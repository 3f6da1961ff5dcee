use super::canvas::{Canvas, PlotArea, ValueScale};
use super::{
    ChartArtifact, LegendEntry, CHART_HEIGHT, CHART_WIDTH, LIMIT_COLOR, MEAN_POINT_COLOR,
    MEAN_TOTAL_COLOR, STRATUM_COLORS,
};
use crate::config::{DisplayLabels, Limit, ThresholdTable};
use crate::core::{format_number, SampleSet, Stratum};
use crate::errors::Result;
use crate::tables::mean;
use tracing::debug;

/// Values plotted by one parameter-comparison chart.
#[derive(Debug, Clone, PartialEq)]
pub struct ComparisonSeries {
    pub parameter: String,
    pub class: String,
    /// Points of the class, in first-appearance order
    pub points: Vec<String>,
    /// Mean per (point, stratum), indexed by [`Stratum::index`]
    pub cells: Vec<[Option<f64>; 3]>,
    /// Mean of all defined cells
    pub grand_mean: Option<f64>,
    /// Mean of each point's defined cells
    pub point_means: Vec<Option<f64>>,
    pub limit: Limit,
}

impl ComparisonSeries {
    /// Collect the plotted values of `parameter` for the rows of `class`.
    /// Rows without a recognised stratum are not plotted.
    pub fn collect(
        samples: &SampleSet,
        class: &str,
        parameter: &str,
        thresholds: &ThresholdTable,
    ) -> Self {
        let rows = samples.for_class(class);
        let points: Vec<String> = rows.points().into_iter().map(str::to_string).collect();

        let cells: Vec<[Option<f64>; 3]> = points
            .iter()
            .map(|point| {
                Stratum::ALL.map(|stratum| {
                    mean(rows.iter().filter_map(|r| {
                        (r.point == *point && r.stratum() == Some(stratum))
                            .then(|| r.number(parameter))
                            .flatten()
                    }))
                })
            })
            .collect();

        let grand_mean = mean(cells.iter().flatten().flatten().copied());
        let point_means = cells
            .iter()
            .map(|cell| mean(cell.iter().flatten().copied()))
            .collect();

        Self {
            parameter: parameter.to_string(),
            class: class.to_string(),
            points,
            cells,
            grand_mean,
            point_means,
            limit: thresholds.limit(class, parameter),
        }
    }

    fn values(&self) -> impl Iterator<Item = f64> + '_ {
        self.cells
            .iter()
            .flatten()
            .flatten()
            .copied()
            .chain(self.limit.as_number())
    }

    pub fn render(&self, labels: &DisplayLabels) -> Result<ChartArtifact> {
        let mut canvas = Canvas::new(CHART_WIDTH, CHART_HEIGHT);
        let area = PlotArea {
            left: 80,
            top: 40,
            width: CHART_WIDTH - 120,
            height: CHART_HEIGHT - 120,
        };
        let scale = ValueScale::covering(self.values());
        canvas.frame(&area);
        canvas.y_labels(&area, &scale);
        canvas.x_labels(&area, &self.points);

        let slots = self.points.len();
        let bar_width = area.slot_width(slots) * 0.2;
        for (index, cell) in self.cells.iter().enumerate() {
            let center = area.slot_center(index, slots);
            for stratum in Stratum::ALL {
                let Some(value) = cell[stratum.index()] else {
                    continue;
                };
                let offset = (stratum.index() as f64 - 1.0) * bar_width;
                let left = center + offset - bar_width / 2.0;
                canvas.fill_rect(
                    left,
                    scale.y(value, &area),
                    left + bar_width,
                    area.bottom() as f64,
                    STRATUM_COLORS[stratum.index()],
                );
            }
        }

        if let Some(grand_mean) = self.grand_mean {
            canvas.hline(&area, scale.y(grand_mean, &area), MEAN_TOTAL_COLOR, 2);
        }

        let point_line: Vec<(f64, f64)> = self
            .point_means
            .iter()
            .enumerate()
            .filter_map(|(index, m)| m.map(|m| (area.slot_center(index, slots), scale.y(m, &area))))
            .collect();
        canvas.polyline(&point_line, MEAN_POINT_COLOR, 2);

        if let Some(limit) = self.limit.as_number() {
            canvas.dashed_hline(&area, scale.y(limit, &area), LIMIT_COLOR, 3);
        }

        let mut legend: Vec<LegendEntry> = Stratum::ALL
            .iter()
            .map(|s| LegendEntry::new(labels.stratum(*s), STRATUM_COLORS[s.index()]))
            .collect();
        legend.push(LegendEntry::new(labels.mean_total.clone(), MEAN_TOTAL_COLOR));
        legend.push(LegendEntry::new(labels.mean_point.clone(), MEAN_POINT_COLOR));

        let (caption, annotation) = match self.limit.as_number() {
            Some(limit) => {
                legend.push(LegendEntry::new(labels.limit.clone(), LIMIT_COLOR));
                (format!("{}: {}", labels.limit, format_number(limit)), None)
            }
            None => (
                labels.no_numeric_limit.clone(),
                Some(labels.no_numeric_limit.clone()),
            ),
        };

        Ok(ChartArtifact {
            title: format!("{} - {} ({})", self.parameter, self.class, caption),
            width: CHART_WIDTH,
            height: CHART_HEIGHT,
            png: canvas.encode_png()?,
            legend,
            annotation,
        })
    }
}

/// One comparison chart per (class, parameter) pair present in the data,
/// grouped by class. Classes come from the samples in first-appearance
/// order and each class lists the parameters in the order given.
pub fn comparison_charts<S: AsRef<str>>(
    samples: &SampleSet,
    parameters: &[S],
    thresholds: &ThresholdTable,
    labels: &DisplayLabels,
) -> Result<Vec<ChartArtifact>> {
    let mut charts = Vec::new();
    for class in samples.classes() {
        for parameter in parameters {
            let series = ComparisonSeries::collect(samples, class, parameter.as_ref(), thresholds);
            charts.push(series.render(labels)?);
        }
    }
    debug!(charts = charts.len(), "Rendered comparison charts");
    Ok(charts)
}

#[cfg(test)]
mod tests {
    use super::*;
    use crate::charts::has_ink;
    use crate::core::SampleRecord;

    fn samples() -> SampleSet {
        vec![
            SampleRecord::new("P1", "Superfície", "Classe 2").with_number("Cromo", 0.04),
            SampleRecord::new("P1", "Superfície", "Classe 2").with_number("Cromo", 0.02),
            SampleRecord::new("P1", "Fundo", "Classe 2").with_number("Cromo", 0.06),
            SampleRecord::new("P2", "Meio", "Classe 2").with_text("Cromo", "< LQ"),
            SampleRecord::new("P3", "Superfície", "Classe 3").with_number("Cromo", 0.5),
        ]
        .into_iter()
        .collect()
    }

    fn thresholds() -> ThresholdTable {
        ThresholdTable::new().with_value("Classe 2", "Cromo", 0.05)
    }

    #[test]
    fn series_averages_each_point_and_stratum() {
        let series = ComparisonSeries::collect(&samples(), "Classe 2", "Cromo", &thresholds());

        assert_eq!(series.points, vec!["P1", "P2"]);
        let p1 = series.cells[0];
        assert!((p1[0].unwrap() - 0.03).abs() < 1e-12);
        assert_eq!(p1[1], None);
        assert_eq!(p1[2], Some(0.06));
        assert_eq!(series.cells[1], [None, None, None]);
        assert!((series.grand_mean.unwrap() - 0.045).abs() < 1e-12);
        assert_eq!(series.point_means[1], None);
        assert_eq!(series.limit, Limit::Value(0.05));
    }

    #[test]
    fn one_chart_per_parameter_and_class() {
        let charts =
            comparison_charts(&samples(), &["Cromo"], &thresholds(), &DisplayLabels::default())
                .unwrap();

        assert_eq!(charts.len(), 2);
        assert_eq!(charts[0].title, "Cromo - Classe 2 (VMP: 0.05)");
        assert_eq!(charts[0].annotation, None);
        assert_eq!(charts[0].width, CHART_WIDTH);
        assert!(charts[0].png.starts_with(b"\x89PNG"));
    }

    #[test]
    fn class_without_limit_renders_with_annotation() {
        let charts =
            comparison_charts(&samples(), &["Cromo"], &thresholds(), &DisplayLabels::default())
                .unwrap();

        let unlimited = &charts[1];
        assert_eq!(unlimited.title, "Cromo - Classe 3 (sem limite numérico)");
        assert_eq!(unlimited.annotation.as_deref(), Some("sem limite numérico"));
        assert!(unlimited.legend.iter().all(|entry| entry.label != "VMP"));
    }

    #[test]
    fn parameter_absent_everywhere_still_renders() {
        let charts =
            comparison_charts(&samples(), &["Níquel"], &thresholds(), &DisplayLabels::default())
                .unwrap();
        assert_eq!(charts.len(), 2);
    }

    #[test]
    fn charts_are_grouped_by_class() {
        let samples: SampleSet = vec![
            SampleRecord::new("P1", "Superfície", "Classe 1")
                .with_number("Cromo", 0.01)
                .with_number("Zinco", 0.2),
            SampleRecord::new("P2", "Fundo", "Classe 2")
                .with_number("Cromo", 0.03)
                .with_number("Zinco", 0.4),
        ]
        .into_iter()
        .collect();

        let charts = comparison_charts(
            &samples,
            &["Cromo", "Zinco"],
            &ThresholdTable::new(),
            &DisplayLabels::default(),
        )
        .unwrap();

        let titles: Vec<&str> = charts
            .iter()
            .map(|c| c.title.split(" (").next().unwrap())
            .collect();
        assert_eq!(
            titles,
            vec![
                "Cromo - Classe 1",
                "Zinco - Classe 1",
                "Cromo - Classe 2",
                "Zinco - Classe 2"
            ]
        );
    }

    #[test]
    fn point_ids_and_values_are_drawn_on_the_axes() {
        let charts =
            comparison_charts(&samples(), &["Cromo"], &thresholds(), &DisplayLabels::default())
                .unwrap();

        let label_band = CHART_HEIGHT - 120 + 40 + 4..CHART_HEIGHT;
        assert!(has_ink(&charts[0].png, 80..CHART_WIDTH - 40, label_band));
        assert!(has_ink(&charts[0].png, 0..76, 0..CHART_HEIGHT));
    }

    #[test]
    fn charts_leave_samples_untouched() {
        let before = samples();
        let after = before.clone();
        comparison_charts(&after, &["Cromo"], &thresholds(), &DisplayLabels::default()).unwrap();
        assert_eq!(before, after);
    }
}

--------

## What you will do
Lines from the top of the data above through the line containing "pub struct ComparisonSeries" must be repeated exactly. All other lines stay out.

## Task response
repository 3f6da1961ff5dcee
use super::canvas::{Canvas, PlotArea, ValueScale};
use super::{
    ChartArtifact, LegendEntry, CHART_HEIGHT, CHART_WIDTH, LIMIT_COLOR, MEAN_POINT_COLOR,
    MEAN_TOTAL_COLOR, STRATUM_COLORS,
};
use crate::config::{DisplayLabels, Limit, ThresholdTable};
use crate::core::{format_number, SampleSet, Stratum};
use crate::errors::Result;
use crate::tables::mean;
use tracing::debug;

/// Values plotted by one parameter-comparison chart.
#[derive(Debug, Clone, PartialEq)]
pub struct ComparisonSeries {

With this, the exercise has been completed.